- EXERCISE OBJECTIVE
The lines to copy are those in the records below that hold the word "access".
--------------------
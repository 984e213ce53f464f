use thiserror::Error;

#[derive(Debug, Error, PartialEq, Eq)]
pub enum MergeError {
    #[error("index out of bounds: {index}/{len}")]
    OutOfBounds { index: usize, len: usize },
}
use std::ops::Deref;
use std::panic;
use std::path::Path;

use log::LevelFilter;
use log4rs::append::file::FileAppender;
use log4rs::config::{Appender, Config, Logger, Root};
use log4rs::encode::pattern::PatternEncoder;

/// Log to `log_file`. Merge progress of the library is only logged in debug
/// mode.
pub fn setup(debug: bool, log_file: &Path) -> anyhow::Result<()> {
    set_panic_hook(debug);

    let file_appender = FileAppender::builder()
        .encoder(Box::new(PatternEncoder::new(
            "{l} {d(%H:%M:%S.%3f)} {M} {m}{n}",
        )))
        .build(log_file)?;

    let (level, merge_level) = levels(debug);
    let config = Config::builder()
        .appender(Appender::builder().build("file", Box::new(file_appender)))
        .logger(Logger::builder().build("rankmerge", merge_level))
        .build(Root::builder().appender("file").build(level))?;

    log4rs::init_config(config)?;
    Ok(())
}

/// Root level and the level of the merge library
fn levels(debug: bool) -> (LevelFilter, LevelFilter) {
    if debug {
        (LevelFilter::Debug, LevelFilter::Trace)
    } else {
        (LevelFilter::Info, LevelFilter::Warn)
    }
}

/// Out of range merger access ends up here, report it to the log and the user
fn set_panic_hook(debug: bool) {
    panic::set_hook(Box::new(move |info| {
        if debug {
            let backtrace = std::backtrace::Backtrace::force_capture();
            log::error!("{backtrace}");
        }

        let (filename, line) = info
            .location()
            .map(|loc| (loc.file(), loc.line()))
            .unwrap_or(("<unknown>", 0));

        let cause = info
            .payload()
            .downcast_ref::<String>()
            .map(String::deref)
            .or_else(|| info.payload().downcast_ref::<&str>().copied())
            .unwrap_or("<cause unknown>");

        log::error!("Panic at {filename}:{line}: {cause}");
        eprintln!("rmerge: {cause}");
    }));
}
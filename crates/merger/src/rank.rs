use std::cmp::Ordering;

/// Sort key of an item, smaller is better.
///
/// Ordered by points first, then by length and finally by the original
/// input index, which makes the order total.
#[derive(Debug, Clone, Copy, Default, PartialEq, Eq, Hash)]
pub struct Rank {
    pub points: u32,
    pub length: u32,
    pub index: u32,
}

impl Rank {
    pub fn new(points: u32, length: u32, index: u32) -> Rank {
        Rank {
            points,
            length,
            index,
        }
    }
}

impl PartialOrd for Rank {
    fn partial_cmp(&self, other: &Self) -> Option<Ordering> {
        Some(self.cmp(other))
    }
}

impl Ord for Rank {
    fn cmp(&self, other: &Self) -> Ordering {
        (self.points, self.length, self.index).cmp(&(other.points, other.length, other.index))
    }
}

/// Something that can report its rank.
///
/// The merger only ever asks for an already established rank, it never
/// requests a recomputation.
pub trait Ranked {
    type Rank: Ord;

    fn rank(&self) -> Self::Rank;
}

impl<T: Ranked> Ranked for &T {
    type Rank = T::Rank;

    fn rank(&self) -> Self::Rank {
        (*self).rank()
    }
}

/// Returns true if `a` ranks strictly before `b`.
#[inline]
pub fn compare_ranks<R: Ord>(a: &R, b: &R) -> bool {
    a < b
}
use std::{cell::RefCell, ops::Deref};

use crate::{
    error::MergeError,
    rank::{compare_ranks, Ranked},
};

/// Merge progress, grows as items are requested.
#[derive(Debug)]
struct MergeState<'a, T> {
    /// Next unconsumed position for each list, None once the list is exhausted
    cursors: Vec<Option<usize>>,
    /// Items already placed into their final global order
    merged: Vec<&'a T>,
}

/// Holds a set of locally sorted lists of items and provides the view of a
/// single, globally sorted list.
///
/// Lists are merged lazily: requesting index `n` merges only up to `n` and
/// the merged prefix is never recomputed. The merge progress is kept using
/// interior mutability so a `Merger` is not `Sync`, access from multiple
/// threads must go through a lock.
#[derive(Debug)]
pub struct Merger<'a, T> {
    lists: Vec<&'a [T]>,
    sorted: bool,
    tac: bool,
    count: usize,
    state: RefCell<MergeState<'a, T>>,
}

impl<'a, T: Ranked> Merger<'a, T> {
    /// Create a merger over `lists`.
    ///
    /// If `sorted` is set every list must be individually sorted by rank and
    /// the lists are merged into a global order. Otherwise the lists are
    /// viewed as if they were concatenated.
    pub fn new<L>(lists: &'a [L], sorted: bool) -> Merger<'a, T>
    where
        L: Deref<Target = [T]>,
    {
        let lists: Vec<&'a [T]> = lists.iter().map(Deref::deref).collect();
        let count = lists.iter().map(|list| list.len()).sum();
        let state = MergeState {
            cursors: vec![Some(0); lists.len()],
            merged: Vec::new(),
        };

        log::debug!(
            "New merger: {} lists, {count} items, sorted: {sorted}",
            lists.len()
        );

        Merger {
            lists,
            sorted,
            tac: false,
            count,
            state: RefCell::new(state),
        }
    }

    /// Merger with no data, usable in constants
    pub const fn empty() -> Merger<'a, T> {
        Merger {
            lists: Vec::new(),
            sorted: false,
            tac: false,
            count: 0,
            state: RefCell::new(MergeState {
                cursors: Vec::new(),
                merged: Vec::new(),
            }),
        }
    }

    /// Reverse the concatenated view of unsorted lists
    pub fn tac(mut self, tac: bool) -> Merger<'a, T> {
        self.tac = tac;
        self
    }

    pub fn len(&self) -> usize {
        self.count
    }

    pub fn is_empty(&self) -> bool {
        self.count == 0
    }

    /// Number of items already merged into global order
    pub fn realized(&self) -> usize {
        self.state.borrow().merged.len()
    }

    /// Returns the item at global position `idx`.
    ///
    /// # Panics
    ///
    /// If `idx >= self.len()`. An index outside the merger is a bookkeeping
    /// error of the caller, for example a length taken from a previous
    /// merger. Use [`Merger::try_get`] when the index is not trusted.
    pub fn get(&self, idx: usize) -> &'a T {
        if idx >= self.count {
            panic!(
                "Index out of bounds ({}, {idx}/{})",
                self.strategy(),
                self.count
            );
        }

        if self.lists.len() == 1 && (self.sorted || !self.tac) {
            let list = self.lists[0];
            return &list[idx];
        }

        if !self.sorted {
            let idx = if self.tac { self.count - idx - 1 } else { idx };
            return self.concat_get(idx);
        }

        self.merged_get(idx)
    }

    /// Returns the item at global position `idx` or an error if the index is
    /// out of bounds.
    pub fn try_get(&self, idx: usize) -> Result<&'a T, MergeError> {
        if idx >= self.count {
            return Err(MergeError::OutOfBounds {
                index: idx,
                len: self.count,
            });
        }

        Ok(self.get(idx))
    }

    /// Returns at most `count` items starting from `offset`.
    pub fn window(&self, offset: usize, count: usize) -> Vec<&'a T> {
        let start = offset.min(self.count);
        let end = offset.saturating_add(count).min(self.count);
        (start..end).map(|i| self.get(i)).collect()
    }

    /// Global position of the first item matching `pred`
    pub fn position<F>(&self, mut pred: F) -> Option<usize>
    where
        F: FnMut(&T) -> bool,
    {
        (0..self.count).find(|i| pred(self.get(*i)))
    }

    pub fn iter(&self) -> Iter<'_, 'a, T> {
        Iter {
            merger: self,
            pos: 0,
        }
    }

    fn strategy(&self) -> &'static str {
        if self.sorted {
            "sorted"
        } else {
            "unsorted"
        }
    }

    fn concat_get(&self, mut idx: usize) -> &'a T {
        for &list in &self.lists {
            let n = list.len();
            if idx < n {
                return &list[idx];
            }
            idx -= n;
        }

        panic!("Index out of bounds (unsorted, {idx}/{})", self.count);
    }

    /// Merge the locally sorted lists until `idx` is reached.
    ///
    /// Each new position costs one scan over the list heads. On equal ranks
    /// the list scanned first wins.
    fn merged_get(&self, idx: usize) -> &'a T {
        let mut state = self.state.borrow_mut();
        let MergeState { cursors, merged } = &mut *state;

        if merged.len() <= idx {
            log::trace!("Merging positions {}..={idx}", merged.len());
        }

        for i in merged.len()..=idx {
            // list index and its current head
            let mut min: Option<(usize, &'a T, T::Rank)> = None;

            for (c, &list) in self.lists.iter().enumerate() {
                let Some(cursor) = cursors[c] else {
                    continue;
                };

                if cursor >= list.len() {
                    cursors[c] = None;
                    continue;
                }

                let item = &list[cursor];
                let rank = item.rank();
                let replace = min
                    .as_ref()
                    .map(|(_, _, min_rank)| compare_ranks(&rank, min_rank))
                    .unwrap_or(true);

                if replace {
                    min = Some((c, item, rank));
                }
            }

            match min {
                Some((c, item, _)) => {
                    merged.push(item);
                    cursors[c] = cursors[c].map(|cursor| cursor + 1);
                }
                None => panic!("Index out of bounds (sorted, {i}/{})", self.count),
            }
        }

        merged[idx]
    }
}

impl<'a, T: Ranked> Default for Merger<'a, T> {
    fn default() -> Self {
        Merger::empty()
    }
}

/// Iterator over the items of a merger in global order
pub struct Iter<'m, 'a, T> {
    merger: &'m Merger<'a, T>,
    pos: usize,
}

impl<'m, 'a, T: Ranked> Iterator for Iter<'m, 'a, T> {
    type Item = &'a T;

    fn next(&mut self) -> Option<Self::Item> {
        if self.pos >= self.merger.len() {
            return None;
        }

        let item = self.merger.get(self.pos);
        self.pos += 1;
        Some(item)
    }

    fn size_hint(&self) -> (usize, Option<usize>) {
        let n = self.merger.len() - self.pos;
        (n, Some(n))
    }
}

impl<'m, 'a, T: Ranked> ExactSizeIterator for Iter<'m, 'a, T> {}
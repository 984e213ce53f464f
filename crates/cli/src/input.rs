use std::{
    fs,
    io::{self, Read},
    path::Path,
};

use anyhow::Context;
use rankmerge::{Item, SortedList};
use rayon::prelude::*;

/// Read one list of items per input, stdin if there are no inputs.
/// Item indices run across all inputs.
pub(crate) fn read_lists<P: AsRef<Path>>(files: &[P]) -> anyhow::Result<Vec<Vec<Item>>> {
    let mut index = 0;
    let mut lists = Vec::with_capacity(files.len().max(1));

    if files.is_empty() {
        let mut content = String::new();
        io::stdin()
            .read_to_string(&mut content)
            .context("failed to read stdin")?;
        lists.push(parse_lines(&content, &mut index));
        return Ok(lists);
    }

    for file in files {
        let file = file.as_ref();
        let content = fs::read_to_string(file)
            .with_context(|| format!("failed to read {}", file.display()))?;
        let list = parse_lines(&content, &mut index);
        log::debug!("Read {} items from {}", list.len(), file.display());
        lists.push(list);
    }

    Ok(lists)
}

fn parse_lines(content: &str, index: &mut u32) -> Vec<Item> {
    content
        .lines()
        .filter(|line| !line.is_empty())
        .map(|line| {
            let item = Item::parse(line, *index);
            *index += 1;
            item
        })
        .collect()
}

/// Pool all items and split them into `workers` contiguous lists
pub(crate) fn split(lists: Vec<Vec<Item>>, workers: usize) -> Vec<Vec<Item>> {
    let items: Vec<Item> = lists.into_iter().flatten().collect();
    let workers = workers.max(1);
    let size = items.len().div_ceil(workers).max(1);

    let mut result = Vec::with_capacity(workers);
    let mut iter = items.into_iter().peekable();
    while iter.peek().is_some() {
        let chunk: Vec<Item> = iter.by_ref().take(size).collect();
        result.push(chunk);
    }

    result
}

/// Sort each list by rank, each list on its own worker
pub(crate) fn sort_lists(lists: Vec<Vec<Item>>) -> Vec<SortedList<Item>> {
    lists.into_par_iter().map(SortedList::from).collect()
}
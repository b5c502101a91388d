//! Calculation coefficients and their JSON file.

use std::path::Path;

use log::{info, warn};
use serde::{Deserialize, Serialize};

use crate::error::ConfigError;

/// How a step count is turned into a distance.
#[derive(Debug, Clone, Copy, PartialEq, Eq, Default, Serialize, Deserialize)]
#[serde(rename_all = "snake_case")]
pub enum StepLengthPolicy {
    /// Height-derived when height is known, fixed otherwise.
    #[default]
    Auto,
    /// Always height-derived; missing height is an error.
    HeightDerived,
    /// Always the fixed step length (legacy daily-steps behaviour).
    Fixed,
}

/// Coefficients and policies for the calculators. Injected, never global.
#[derive(Debug, Clone, PartialEq, Serialize, Deserialize)]
#[serde(default)]
pub struct CalcConfig {
    pub step_length_policy: StepLengthPolicy,
    /// m per step
    pub fixed_step_length_m: f64,
    /// step length = height * factor
    pub height_step_factor: f64,
    pub running_speed_multiplier: f64,
    pub running_speed_shift: f64,
    pub walking_weight_multiplier: f64,
    pub walking_speed_height_multiplier: f64,
    /// Floor running calories at 0 instead of returning the raw negative value.
    pub clamp_negative_calories: bool,
}

pub const M_IN_KM: f64 = 1000.0;
pub const MIN_IN_H: f64 = 60.0;

impl Default for CalcConfig {
    fn default() -> Self {
        Self {
            step_length_policy: StepLengthPolicy::Auto,
            fixed_step_length_m: 0.65,
            height_step_factor: 0.45,
            running_speed_multiplier: 18.0,
            running_speed_shift: 20.0,
            walking_weight_multiplier: 0.035,
            walking_speed_height_multiplier: 0.029,
            clamp_negative_calories: true,
        }
    }
}

impl CalcConfig {
    /// Rejects coefficients that would make the formulas meaningless.
    pub fn validate(&self) -> Result<(), ConfigError> {
        let positive = [
            ("fixed_step_length_m", self.fixed_step_length_m),
            ("height_step_factor", self.height_step_factor),
            ("running_speed_multiplier", self.running_speed_multiplier),
            ("walking_weight_multiplier", self.walking_weight_multiplier),
            ("walking_speed_height_multiplier", self.walking_speed_height_multiplier),
        ];
        for (field, value) in positive {
            if !value.is_finite() || value <= 0.0 {
                return Err(ConfigError::Invalid {
                    field,
                    reason: format!("must be a finite value > 0, got {value}"),
                });
            }
        }
        if !self.running_speed_shift.is_finite() {
            return Err(ConfigError::Invalid {
                field: "running_speed_shift",
                reason: format!("must be finite, got {}", self.running_speed_shift),
            });
        }
        Ok(())
    }
}

/// Reads a config from disk (JSON).
/// A missing file yields the default config.
pub fn load_config(path: impl AsRef<Path>) -> Result<CalcConfig, ConfigError> {
    let path = path.as_ref();
    let shown = path.display().to_string();

    if !path.exists() {
        warn!("config not found at {shown}, using defaults");
        return Ok(CalcConfig::default());
    }

    let contents = std::fs::read_to_string(path).map_err(|source| ConfigError::Io {
        path: shown.clone(),
        source,
    })?;
    let config = parse_config(&contents).map_err(|e| match e {
        ConfigError::Parse { field, message, .. } => ConfigError::Parse {
            path: shown.clone(),
            field,
            message,
        },
        other => other,
    })?;

    info!(
        "config loaded from {shown} (step_length_policy={:?})",
        config.step_length_policy
    );
    Ok(config)
}

/// Parses and validates a JSON config string.
pub fn parse_config(json: &str) -> Result<CalcConfig, ConfigError> {
    let mut de = serde_json::Deserializer::from_str(json);
    let config: CalcConfig =
        serde_path_to_error::deserialize(&mut de).map_err(|e| ConfigError::Parse {
            path: "<inline>".to_string(),
            field: e.path().to_string(),
            message: e.inner().to_string(),
        })?;
    de.end().map_err(|e| ConfigError::Parse {
        path: "<inline>".to_string(),
        field: ".".to_string(),
        message: e.to_string(),
    })?;
    config.validate()?;
    Ok(config)
}

/// Writes a config to disk as pretty-printed JSON.
pub fn save_config(config: &CalcConfig, path: impl AsRef<Path>) -> Result<(), ConfigError> {
    let path = path.as_ref();
    let json = serde_json::to_string_pretty(config)?;
    std::fs::write(path, json).map_err(|source| ConfigError::Io {
        path: path.display().to_string(),
        source,
    })?;
    info!("config saved to {}", path.display());
    Ok(())
}
//! Step length, distance and mean speed.

use log::warn;

use crate::config::{CalcConfig, StepLengthPolicy, M_IN_KM};
use crate::error::{TrainingError, TrainingResult};

/// Rounds to a fixed number of decimals.
pub trait RoundTo {
    fn round_to(self, dp: u32) -> f64;
}

impl RoundTo for f64 {
    #[inline]
    fn round_to(self, dp: u32) -> f64 {
        if dp == 0 { return self.round(); }
        let factor = 10_f64.powi(dp as i32);
        (self * factor).round() / factor
    }
}

/// Step length (m) for the given policy.
///
/// `Auto` prefers the height-derived length and falls back to the fixed one
/// when height is unknown.
pub fn step_length_m(
    policy: StepLengthPolicy,
    height_m: Option<f64>,
    cfg: &CalcConfig,
) -> TrainingResult<f64> {
    match (policy, height_m) {
        (StepLengthPolicy::Fixed, _) => Ok(cfg.fixed_step_length_m),
        (StepLengthPolicy::Auto, None) => Ok(cfg.fixed_step_length_m),
        (_, Some(h)) if h.is_finite() && h > 0.0 => Ok(h * cfg.height_step_factor),
        (_, Some(h)) => Err(TrainingError::InvalidBiometrics(format!(
            "height must be > 0 m, got {h}"
        ))),
        (StepLengthPolicy::HeightDerived, None) => Err(TrainingError::InvalidBiometrics(
            "height is required for height-derived step length".to_string(),
        )),
    }
}

/// Distance (km) = steps * step length / 1000.
#[inline]
pub fn distance_km(steps: u32, step_length_m: f64) -> f64 {
    let d = f64::from(steps) * step_length_m / M_IN_KM;
    if d.is_finite() { d.max(0.0) } else { 0.0 }
}

/// Mean speed (km/h). A non-positive duration returns 0; the parser should
/// already have rejected it, so reaching this guard means validation was skipped.
#[inline]
pub fn mean_speed_kmh(distance_km: f64, duration_hours: f64) -> f64 {
    if !duration_hours.is_finite() || duration_hours <= 0.0 {
        warn!("mean speed requested for non-positive duration {duration_hours} h, returning 0");
        return 0.0;
    }
    let v = distance_km / duration_hours;
    if v.is_finite() { v.max(0.0) } else { 0.0 }
}
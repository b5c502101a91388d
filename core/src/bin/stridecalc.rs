//! `stridecalc` command-line entry point.

use std::path::PathBuf;

use anyhow::Context;
use clap::Parser;

use stridecalc_core::report::{render_output, OutputFormat};
use stridecalc_core::{load_config, CalcConfig, TrainingInfoService};

/// Distance, speed and calories from a step record.
#[derive(Debug, Parser)]
#[command(name = "stridecalc", version)]
struct Args {
    /// "<steps>,<duration>" or "<steps>,<activity>,<duration>", e.g. "6000,Running,0h45m"
    record: String,

    /// Body weight in kg
    #[arg(long)]
    weight: f64,

    /// Height in m (optional for running)
    #[arg(long, default_value_t = 0.0)]
    height: f64,

    /// JSON file with calculation coefficients
    #[arg(long)]
    config: Option<PathBuf>,

    /// Use daily-steps semantics (fixed step length, short report)
    #[arg(long)]
    day_steps: bool,

    /// Print the summary as JSON instead of text
    #[arg(long)]
    json: bool,
}

fn main() -> anyhow::Result<()> {
    // Log filter from `STRIDECALC_LOG` (or `RUST_LOG`), default `warn`.
    let log_env = std::env::var("STRIDECALC_LOG")
        .or_else(|_| std::env::var("RUST_LOG"))
        .unwrap_or_else(|_| "warn".to_string());
    let env_filter = tracing_subscriber::EnvFilter::try_new(&log_env)
        .unwrap_or_else(|_| tracing_subscriber::EnvFilter::new("warn"));
    tracing_subscriber::fmt()
        .compact()
        .with_writer(std::io::stderr)
        .with_ansi(false)
        .with_target(false)
        .with_env_filter(env_filter)
        .init();

    let args = Args::parse();

    let config = match &args.config {
        Some(path) => load_config(path)
            .with_context(|| format!("loading config from {}", path.display()))?,
        None => CalcConfig::default(),
    };
    let service = TrainingInfoService::new(config);

    let result = if args.day_steps {
        service.compute_day_steps(&args.record, args.weight, args.height)
    } else {
        service.compute(&args.record, args.weight, args.height)
    };
    let summary = result.with_context(|| format!("computing summary for {:?}", args.record))?;

    let format = if args.json {
        OutputFormat::Json
    } else if args.day_steps {
        OutputFormat::DaySteps
    } else {
        OutputFormat::Training
    };
    print!("{}", render_output(&summary, format)?);
    Ok(())
}
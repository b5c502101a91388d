use std::sync::Arc;
use std::thread;

use stridecalc_core::{
    ActivityKind, Biometrics, CalcConfig, StepLengthPolicy, TrainingError, TrainingInfoService,
};

#[test]
fn running_summary_is_fully_populated() {
    let svc = TrainingInfoService::default();
    let s = svc.compute("10000,Running,1h0m", 75.0, 1.8).unwrap();

    assert_eq!(s.kind, ActivityKind::Running);
    assert_eq!(s.steps, 10000);
    assert_eq!(s.duration_hours, 1.0);
    assert!((s.step_length_m - 0.81).abs() < 1e-12);
    assert!((s.distance_km - 8.1).abs() < 1e-9);
    assert!((s.speed_kmh - 8.1).abs() < 1e-9);
    assert!((s.calories - 9435.0).abs() < 1e-6);
}

#[test]
fn daily_steps_record_is_walking() {
    let svc = TrainingInfoService::default();
    let s = svc.compute("1000,0h30m", 70.0, 1.75).unwrap();
    assert_eq!(s.kind, ActivityKind::Walking);
    assert!(s.calories > 0.0);
}

#[test]
fn day_steps_semantics_use_fixed_step_length() {
    let svc = TrainingInfoService::default();
    let s = svc.compute_day_steps("1000,0h30m", 70.0, 1.75).unwrap();
    assert_eq!(s.step_length_m, 0.65);
    assert_eq!(s.distance_km, 0.65);
    assert!((s.speed_kmh - 1.3).abs() < 1e-12);
}

#[test]
fn parser_errors_propagate_unchanged() {
    let svc = TrainingInfoService::default();
    assert!(matches!(svc.compute("1000", 70.0, 1.75), Err(TrainingError::MalformedInput { .. })));
    assert!(matches!(svc.compute("-5,0h30m", 70.0, 1.75), Err(TrainingError::InvalidSteps(_))));
    assert!(matches!(svc.compute("1000,0h0m", 70.0, 1.75), Err(TrainingError::InvalidDuration(_))));
}

#[test]
fn unsupported_activity_is_an_error() {
    let svc = TrainingInfoService::default();
    let err = svc.compute("1000,Swimming,0h30m", 70.0, 1.75).unwrap_err();
    assert_eq!(err, TrainingError::UnsupportedActivity("Swimming".to_string()));

    // running-style biometrics (no height) are enough to reach the label check
    let err = svc.compute("1000,Swimming,0h30m", 70.0, 0.0).unwrap_err();
    assert!(matches!(err, TrainingError::UnsupportedActivity(_)));
}

#[test]
fn biometrics_are_checked_before_activity_kind() {
    let svc = TrainingInfoService::default();
    for (w, h) in [(-1.0, 1.75), (0.0, 1.75), (70.0, -1.75)] {
        let err = svc.compute("1000,Swimming,0h30m", w, h).unwrap_err();
        assert!(
            matches!(err, TrainingError::InvalidBiometrics(_)),
            "weight={w} height={h}: got {err:?}"
        );
    }
}

#[test]
fn invalid_biometrics_are_rejected() {
    let svc = TrainingInfoService::default();
    for (w, h) in [(0.0, 1.75), (-70.0, 1.75), (f64::NAN, 1.75), (70.0, -1.75)] {
        assert!(
            matches!(svc.compute("1000,Running,0h30m", w, h), Err(TrainingError::InvalidBiometrics(_))),
            "weight={w} height={h}"
        );
    }
}

#[test]
fn walking_needs_height_running_does_not() {
    let svc = TrainingInfoService::default();
    assert!(matches!(
        svc.compute("1000,Walking,0h30m", 70.0, 0.0),
        Err(TrainingError::InvalidBiometrics(_))
    ));

    let s = svc.compute("8000,Running,0h45m", 60.0, 0.0).unwrap();
    assert_eq!(s.step_length_m, 0.65);
    assert!((s.calories - 6288.0).abs() < 1e-6);
}

#[test]
fn height_derived_policy_requires_height_for_running() {
    let svc = TrainingInfoService::new(CalcConfig {
        step_length_policy: StepLengthPolicy::HeightDerived,
        ..Default::default()
    });
    assert!(matches!(
        svc.compute("8000,Running,0h45m", 60.0, 0.0),
        Err(TrainingError::InvalidBiometrics(_))
    ));
}

#[test]
fn slow_running_is_clamped_not_negative() {
    let svc = TrainingInfoService::default();
    let s = svc.compute("100,Running,1h0m", 70.0, 0.0).unwrap();
    assert_eq!(s.calories, 0.0);
    assert!(s.distance_km >= 0.0 && s.speed_kmh >= 0.0);
}

#[test]
fn compute_with_typed_biometrics_matches_compute() {
    let svc = TrainingInfoService::default();
    let a = svc.compute("6000,Walking,1h0m", 70.0, 1.75).unwrap();
    let b = svc
        .compute_with("6000,Walking,1h0m", &Biometrics::new(70.0, Some(1.75)))
        .unwrap();
    assert_eq!(a, b);
}

#[test]
fn repeated_calls_are_bit_identical() {
    let svc = TrainingInfoService::default();
    let first = svc.compute("12345,Walking,2h15m", 90.5, 1.92).unwrap();
    for _ in 0..10 {
        let again = svc.compute("12345,Walking,2h15m", 90.5, 1.92).unwrap();
        assert_eq!(first.calories.to_bits(), again.calories.to_bits());
        assert_eq!(first, again);
    }
}

#[test]
fn service_is_shareable_across_threads() {
    let svc = Arc::new(TrainingInfoService::default());
    let expected = svc.compute("6000,Running,0h40m", 72.0, 1.8).unwrap();

    let handles: Vec<_> = (0..4)
        .map(|_| {
            let svc = Arc::clone(&svc);
            thread::spawn(move || svc.compute("6000,Running,0h40m", 72.0, 1.8).unwrap())
        })
        .collect();

    for h in handles {
        assert_eq!(h.join().unwrap(), expected);
    }
}

#[test]
fn summary_serializes_to_json() {
    let svc = TrainingInfoService::default();
    let s = svc.compute("1000,Running,0h30m", 70.0, 1.75).unwrap();
    let v = serde_json::to_value(&s).unwrap();
    assert_eq!(v["kind"], "Running");
    assert_eq!(v["steps"], 1000);
    assert!(v["distance_km"].as_f64().unwrap() > 0.0);
}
--------------------
- THE ANSWER
/// Out of range merger access ends up here, report it to the log and the user
/// interior mutability so a `Merger` is not `Sync`, access from multiple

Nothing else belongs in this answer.